Some food for thought in today's NYTimes.
Federal Reserve officials, who meet this week, are beginning to suspect that the perplexing decline in long-term interest rates is more than a temporary aberration.
The possibility has major implications for the economy, and it creates new puzzles for Fed officials on how they should respond.
On Thursday, the Fed is all but certain to raise the federal funds rate on overnight loans between banks by another quarter point, to 3.25 percent. That would be the ninth increase in the last year, and the central bank is expected to signal that it will continue to raise overnight rates at a "measured" pace.
But the real debate at the meeting is expected to be about the unexpected decline of long-term interest rates, which have kept mortgage rates at their lowest level in decades and fueled what many analysts fear is a bubble in housing prices.
...
One school of thought holds that low bond yields are a harbinger of slowing economic growth, which would reduce demand for credit in the future. Another school holds that global investors have lower inflation expectations than in the past, which reduces the risk of holding long-term bonds. If either theory is correct, the Federal Reserve would have less need to fend off inflation and could stop raising short-term rates at a much lower level than in the past - perhaps below 4 percent.

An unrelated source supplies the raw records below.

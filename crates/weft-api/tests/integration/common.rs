//! Shared test helpers for Asset API integration tests
//!
//! Provides wiremock-based mock server setup. Each helper mounts the
//! necessary mock endpoints and returns a configured client pointing at
//! the mock server.

use wiremock::matchers::{method, path, query_param};
use wiremock::{Mock, MockServer, ResponseTemplate};

use weft_api::client::StoreClient;
use weft_core::domain::newtypes::ThemeId;

/// Theme id used by all integration tests.
pub const TEST_THEME_ID: &str = "12345";

/// Asset collection path for [`TEST_THEME_ID`].
pub fn assets_path() -> String {
    format!("/themes/{TEST_THEME_ID}/assets.json")
}

/// Starts a mock server and returns it with a client pointing at it.
pub async fn setup_store_mock() -> (MockServer, StoreClient) {
    let server = MockServer::start().await;
    let client =
        StoreClient::with_base_url(server.uri(), "test-access-token", ThemeId::new(TEST_THEME_ID));
    (server, client)
}

/// Mounts an asset listing endpoint returning the given entries.
pub async fn mount_asset_list(server: &MockServer, assets: serde_json::Value) {
    Mock::given(method("GET"))
        .and(path(assets_path()))
        .respond_with(
            ResponseTemplate::new(200).set_body_json(serde_json::json!({ "assets": assets })),
        )
        .mount(server)
        .await;
}

/// Mounts a single-asset endpoint returning a text `value`.
pub async fn mount_text_asset(server: &MockServer, key: &str, value: &str) {
    Mock::given(method("GET"))
        .and(path(assets_path()))
        .and(query_param("asset[key]", key))
        .respond_with(ResponseTemplate::new(200).set_body_json(serde_json::json!({
            "asset": { "key": key, "value": value }
        })))
        .mount(server)
        .await;
}

/// Mounts a single-asset endpoint returning a base64 `attachment`.
pub async fn mount_binary_asset(server: &MockServer, key: &str, attachment_b64: &str) {
    Mock::given(method("GET"))
        .and(path(assets_path()))
        .and(query_param("asset[key]", key))
        .respond_with(ResponseTemplate::new(200).set_body_json(serde_json::json!({
            "asset": { "key": key, "attachment": attachment_b64 }
        })))
        .mount(server)
        .await;
}
//! Port definitions (trait interfaces implemented by adapter crates)

pub mod local_theme;
pub mod theme_store;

But yet another theory holds that long-term interest rates may have been depressed by other factors, including a "savings glut" around the world and efforts by Asian central banks to keep the value of their currencies down by buying United States Treasury securities.
If that is true, the flood of foreign money into the country could be diluting the Fed's effort to prevent inflation. That would imply that the Fed needs to raise rates more than many investors are expecting. ...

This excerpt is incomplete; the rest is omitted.